This document summarises the policy of Get Off My Pavement Ltd in respect of Data Protection, the UK General Data Protection Regulation (UK GDPR), and the Data Protection Act 2018.
1. Data Security - Storage
All electronic copies of personal data are stored securely using password protection and data encryption.
Hardcopies of personal data, along with any electronic copies stored on physical, removable media, are kept securely in a locked box, drawer, or cabinet.
All personal data stored electronically is regularly backed up.
When communicating electronically (e.g., by email or over the internet), secured connections (e.g., SSL) are always used.
2. Data Security - Disposal
When personal data is to be erased or disposed of for any reason, including copies that are no longer required, it will be securely deleted and destroyed to prevent unauthorised access or recovery.
3. Data Security - Use of Personal Data
No personal data is shared informally.
Personal data is not transferred to employees, agents, contractors, or third parties without the authorisation of the company’s Data Protection Officer, Tom Johnson.
Personal data must be handled carefully at all times and must not be left unattended or visible to unauthorised personnel.
If personal data is being viewed on a computer screen, the device must be locked if left unattended.
4. Data Security - IT Security
Passwords protecting personal data are changed regularly and must include a mix of uppercase and lowercase letters, numbers, and symbols.
Passwords are not written down or shared between employees, agents, or contractors. If a password is forgotten, it must be reset through an approved process.
All software, including operating systems, is kept up-to-date to reduce security vulnerabilities.
Antivirus and firewall software are installed and updated regularly on all systems to protect against threats.
5. Organisational Measures
All employees, agents, or contractors are fully informed of their responsibilities under the UK GDPR and this policy and are provided with a copy of the policy.

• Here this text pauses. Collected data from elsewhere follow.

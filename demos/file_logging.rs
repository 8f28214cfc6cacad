//! File logging example
//!
//! Demonstrates writing to a file, swapping the output at runtime and the
//! stdout fallback taking over when the file cannot be written.
//!
//! Run with: cargo run --example file_logging

use llog::kv;
use llog::prelude::*;

fn main() -> Result<()> {
    println!("=== llog - File Logging Example ===\n");

    let logger = Logger::builder()
        .min_level(LogLevel::Debug)
        .output(FileSink::new("application.log")?)
        .build();

    println!("1. Logging to 'application.log':");
    logger.info("Application started", &[]);
    logger.debug("Loading configuration", &[kv!("path" => "config.toml")]);
    logger.warn("Using default settings for some options", &[]);

    for i in 1..=5 {
        logger.info("Processing item", &[kv!("item" => i, "total" => 5)]);
        if i == 3 {
            logger.warn("Item took longer than expected", &[kv!("item" => i)]);
        }
    }

    // Flush to ensure all logs are written
    logger.flush()?;

    println!("\n2. Switching back to stdout:");
    logger.reset_output()?;
    logger.info("Now writing to the fallback", &[]);
    logger.flush()?;

    println!("\n3. Writing to a second file:");
    logger.set_output(FileSink::new("application-2.log")?)?;
    logger.error("Failed to load optional plugin", &[kv!("plugin" => "metrics")]);
    logger.flush()?;

    let metrics = logger.metrics();
    println!(
        "\n   written={} failures={} fallback={}",
        metrics.entries_written(),
        metrics.write_failures(),
        metrics.fallback_writes()
    );

    println!("\n=== Example completed successfully! ===");
    println!("Check 'application.log' and 'application-2.log' for the output");

    Ok(())
}
//! End-to-end race scenarios through the public API

use loop_racer::config::{ContractTerm, RaceConfig, RaceSeed, Tuning};
use loop_racer::sim::kinematics::target_speed;
use loop_racer::sim::roster::{SeatKind, competitor_ratings};
use loop_racer::sim::{
    CarSetup, OvertakePhase, RaceState, TickOutcome, TrackGrid, TrackLoop, hash_seed, tick,
};
use loop_racer::{ManualClock, RaceEngine};

const DT: f32 = 1.0 / 60.0;

fn ring_40() -> TrackLoop {
    let track = TrackLoop::build(&TrackGrid::ring(12, 10)).unwrap();
    assert_eq!(track.length(), 40.0);
    track
}

#[test]
fn faster_car_overtakes_and_settles() {
    let cars = vec![CarSetup::new(1, 4.0, 1.0), CarSetup::new(2, 3.0, 1.3)];
    let mut state = RaceState::with_cars(ring_40(), Tuning::default(), 32.0, 5, cars);
    let (a, b) = (0, 1);
    let tuning = state.tuning.clone();

    // Close in until the pass is allowed; it must start on that very tick
    let mut started = None;
    for _ in 0..600 {
        let gap = state.track.forward_gap(state.s[a], state.s[b]);
        let eligible = gap < tuning.overtake_trigger_gap
            && state.v[a] - state.v[b] > tuning.overtake_min_advantage;
        tick(&mut state, DT);
        if eligible {
            assert_eq!(state.phase[a], OvertakePhase::Out);
            started = Some(state.elapsed);
            break;
        }
    }
    let started = started.expect("A never became eligible to pass");

    let mut settled = None;
    while state.elapsed - started <= tuning.overtake_max_duration {
        tick(&mut state, DT);
        if state.phase[a] == OvertakePhase::None {
            settled = Some(state.elapsed);
            break;
        }
    }
    assert!(settled.is_some(), "A still mid-pass after the max duration");

    for _ in 0..60 {
        tick(&mut state, DT);
    }
    assert!(state.progress(a) > state.progress(b));
}

#[test]
fn text_seed_ratings_repeat() {
    let seed = hash_seed("race_42");
    let first = competitor_ratings(seed, 8, 2.0, Tuning::default().rating_spread);
    let second = competitor_ratings(seed, 8, 2.0, Tuning::default().rating_spread);
    assert_eq!(first, second);

    let config = RaceConfig {
        seed: RaceSeed::Text("race_42".into()),
        field_size: 8,
        competitor_mean_rating: 2.0,
        ..Default::default()
    };
    let one = RaceState::new(&config).unwrap();
    let two = RaceState::new(&config).unwrap();
    assert_eq!(one.ratings, two.ratings);
    assert_eq!(one.ids, two.ids);
}

#[test]
fn expired_contract_halves_target_speed() {
    let build = |contract: ContractTerm, s: f32| {
        let mut car = CarSetup::new(1, 3.0, s);
        car.seat = SeatKind::MyTeam { contract };
        let mut state =
            RaceState::with_cars(ring_40(), Tuning::default(), 32.0, 3, vec![car]);
        state.start_time_ms = 1_000.0;
        state
    };

    // A straight and the top-right corner
    for s in [3.0, 11.5] {
        let mut fresh = build(ContractTerm::Open, s);
        let mut lapsed = build(ContractTerm::ExpiresAt { at_ms: 999.0 }, s);

        tick(&mut fresh, DT);
        tick(&mut lapsed, DT);
        assert_eq!(
            lapsed.target_speed[0],
            fresh.target_speed[0] * lapsed.tuning.expiry_penalty,
            "s={s}"
        );
    }

    // A contract that lapses exactly now is still valid
    let on_time = build(ContractTerm::ExpiresAt { at_ms: 1_000.0 }, 3.0);
    assert_eq!(
        target_speed(&on_time, 0),
        target_speed(&build(ContractTerm::Open, 3.0), 0)
    );
}

#[test]
fn full_race_is_reproducible() {
    let config = RaceConfig::from_json(
        r#"{
            "seed": "grand-prix",
            "lap_target": 2,
            "field_size": 6,
            "my_team": [
                { "rating": 3.5 },
                { "rating": 2.0, "contract": { "kind": "expires_at", "at_ms": 5000.0 } }
            ]
        }"#,
    )
    .unwrap();

    let run = || {
        let clock = ManualClock::new();
        let mut engine = RaceEngine::new(&config, clock.clone()).unwrap();
        engine.start();
        let mut outcome = TickOutcome::Running;
        for _ in 0..60 * 300 {
            clock.advance(1000.0 / 60.0);
            outcome = engine.frame();
            if outcome == TickOutcome::Finished {
                break;
            }
        }
        assert_eq!(outcome, TickOutcome::Finished);
        engine.snapshot()
    };

    let first = run();
    let second = run();
    assert_eq!(first, second);
    assert_eq!(first.results.len(), 6);
    assert_eq!(first.results.iter().filter(|r| r.is_my_team).count(), 2);
    assert!(first.results[0].laps >= 3);
    assert_eq!(first.to_json().unwrap(), second.to_json().unwrap());
}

Only those who need access to personal data to fulfil their duties are granted access.
Employees and contractors handling personal data receive appropriate training and supervision.
Employees and contractors are required to exercise care, caution, and discretion when discussing work-related matters involving personal data, both within and outside the workplace.
Methods of collecting, holding, and processing personal data are regularly reviewed for compliance with UK GDPR.
All personal data held by the company is periodically reviewed to ensure accuracy and relevance.
Contractors or other parties working on behalf of the company must ensure that their employees handle personal data in accordance with this policy and the UK GDPR.
6. Data Subject Rights
Individuals have the following rights under UK GDPR:
The right to be informed about how their data is used.
The right to access their personal data.
The right to correct inaccuracies in their personal data.
The right to request the deletion of their personal data.
The right to restrict the processing of their personal data.
The right to object to the use of their data for specific purposes.
The right to data portability.
7. Cookies and Tracking
The company uses cookies on its website to enhance user experience and for essential website functionality.
Users can manage their cookie preferences through their browser settings or by contacting the company.
No unnecessary tracking technologies are used without the user's consent.
8. Data Breach Notification
Any personal data breaches must be reported immediately to the Data Protection Officer, Tom Johnson.
If a breach is likely to result in a risk to the rights and freedoms of data subjects (e.g., financial loss, discrimination, reputational damage), the Information Commissioner’s Office (ICO) must be informed within 72 hours.
If a breach is likely to result in a high risk to the data subjects, they must be informed directly and without undue delay.
9. Transferring Personal Data Outside the UK
The company does not currently transfer personal data outside of the UK.
If such a transfer is required in the future, it will only be made to countries with adequate data protection standards as determined by the UK government.
10. Policy Implementation and Review
This policy is effective as of [Insert Date] and is reviewed annually or as required to reflect changes in data protection laws or company practices.
All employees, agents, and contractors must adhere to this policy.
Non-compliance with this policy may result in disciplinary action or termination of contracts.